Saved data entries:
• • • •
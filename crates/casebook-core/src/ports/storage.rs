//! Storage traits for persistence
//!
//! Implemented by the relational backend and the in-memory backend with
//! identical contracts. Inputs reaching these traits are already validated;
//! the store is responsible for identifiers, timestamps, referential
//! integrity, cascades and atomicity.
//!
//! Lists are ordered most-recently-created first.

use crate::Result;
use async_trait::async_trait;
use casebook_types::{
    BusinessCase, CasePatch, Client, ClientPatch, ItemKind, LineItem, LineItemPatch, NewCase,
    NewClient, NewLineItem, NewTiming, Timing, TimingPatch,
};

/// Which backend a store is
#[derive(Debug, Clone, Copy, PartialEq, Eq)]
pub enum Backend {
    Relational,
    InMemory,
}

impl std::fmt::Display for Backend {
    fn fmt(&self, f: &mut std::fmt::Formatter<'_>) -> std::fmt::Result {
        match self {
            Backend::Relational => write!(f, "relational"),
            Backend::InMemory => write!(f, "in-memory"),
        }
    }
}

/// Client store. Deleting a client removes its cases and everything below.
#[async_trait]
pub trait ClientStore: Send + Sync {
    async fn list_clients(&self) -> Result<Vec<Client>>;
    async fn get_client(&self, id: &str) -> Result<Option<Client>>;
    async fn create_client(&self, client: NewClient) -> Result<Client>;
    async fn update_client(&self, id: &str, patch: ClientPatch) -> Result<Option<Client>>;
    async fn delete_client(&self, id: &str) -> Result<bool>;
}

/// Business case store, including the case-tag relation
#[async_trait]
pub trait CaseStore: Send + Sync {
    async fn list_cases(&self, client_id: Option<&str>) -> Result<Vec<BusinessCase>>;
    async fn get_case(&self, id: &str) -> Result<Option<BusinessCase>>;
    async fn create_case(&self, case: NewCase) -> Result<BusinessCase>;
    async fn update_case(&self, id: &str, patch: CasePatch) -> Result<Option<BusinessCase>>;
    async fn delete_case(&self, id: &str) -> Result<bool>;
}

/// Cost and revenue item store
#[async_trait]
pub trait ItemStore: Send + Sync {
    async fn list_items(&self, kind: ItemKind, case_id: Option<&str>) -> Result<Vec<LineItem>>;
    async fn get_item(&self, kind: ItemKind, id: &str) -> Result<Option<LineItem>>;
    async fn create_item(&self, kind: ItemKind, item: NewLineItem) -> Result<LineItem>;
    async fn update_item(
        &self,
        kind: ItemKind,
        id: &str,
        patch: LineItemPatch,
    ) -> Result<Option<LineItem>>;
    async fn delete_item(&self, kind: ItemKind, id: &str) -> Result<bool>;
}

/// Cost and revenue timing store.
///
/// `update_timing` must reject a result whose start date falls after its
/// end date, judged on the merged record.
#[async_trait]
pub trait TimingStore: Send + Sync {
    async fn list_timing(&self, kind: ItemKind, item_id: Option<&str>) -> Result<Vec<Timing>>;
    async fn get_timing(&self, kind: ItemKind, id: &str) -> Result<Option<Timing>>;
    async fn create_timing(&self, kind: ItemKind, timing: NewTiming) -> Result<Timing>;
    async fn update_timing(
        &self,
        kind: ItemKind,
        id: &str,
        patch: TimingPatch,
    ) -> Result<Option<Timing>>;
    async fn delete_timing(&self, kind: ItemKind, id: &str) -> Result<bool>;
}

/// Everything a backend must provide
#[async_trait]
pub trait EntityStore: ClientStore + CaseStore + ItemStore + TimingStore {
    fn backend(&self) -> Backend;

    /// Whether a database answered. Always false for the in-memory backend.
    async fn ping(&self) -> Result<bool>;
}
• • • •
* YOUR GOAL
Please copy only these lines, exactly: the first line of the records through the line containing "async fn list_clients(&self)", ends included.

* OUTPUT FOR THIS EXERCISE
filename crates/casebook-core/src/ports/storage.rs
//! Storage traits for persistence
//!
//! Implemented by the relational backend and the in-memory backend with
//! identical contracts. Inputs reaching these traits are already validated;
//! the store is responsible for identifiers, timestamps, referential
//! integrity, cascades and atomicity.
//!
//! Lists are ordered most-recently-created first.

use crate::Result;
use async_trait::async_trait;
use casebook_types::{
    BusinessCase, CasePatch, Client, ClientPatch, ItemKind, LineItem, LineItemPatch, NewCase,
    NewClient, NewLineItem, NewTiming, Timing, TimingPatch,
};

/// Which backend a store is
#[derive(Debug, Clone, Copy, PartialEq, Eq)]
pub enum Backend {
    Relational,
    InMemory,
}

impl std::fmt::Display for Backend {
    fn fmt(&self, f: &mut std::fmt::Formatter<'_>) -> std::fmt::Result {
        match self {
            Backend::Relational => write!(f, "relational"),
            Backend::InMemory => write!(f, "in-memory"),
        }
    }
}

/// Client store. Deleting a client removes its cases and everything below.
#[async_trait]
pub trait ClientStore: Send + Sync {
    async fn list_clients(&self) -> Result<Vec<Client>>;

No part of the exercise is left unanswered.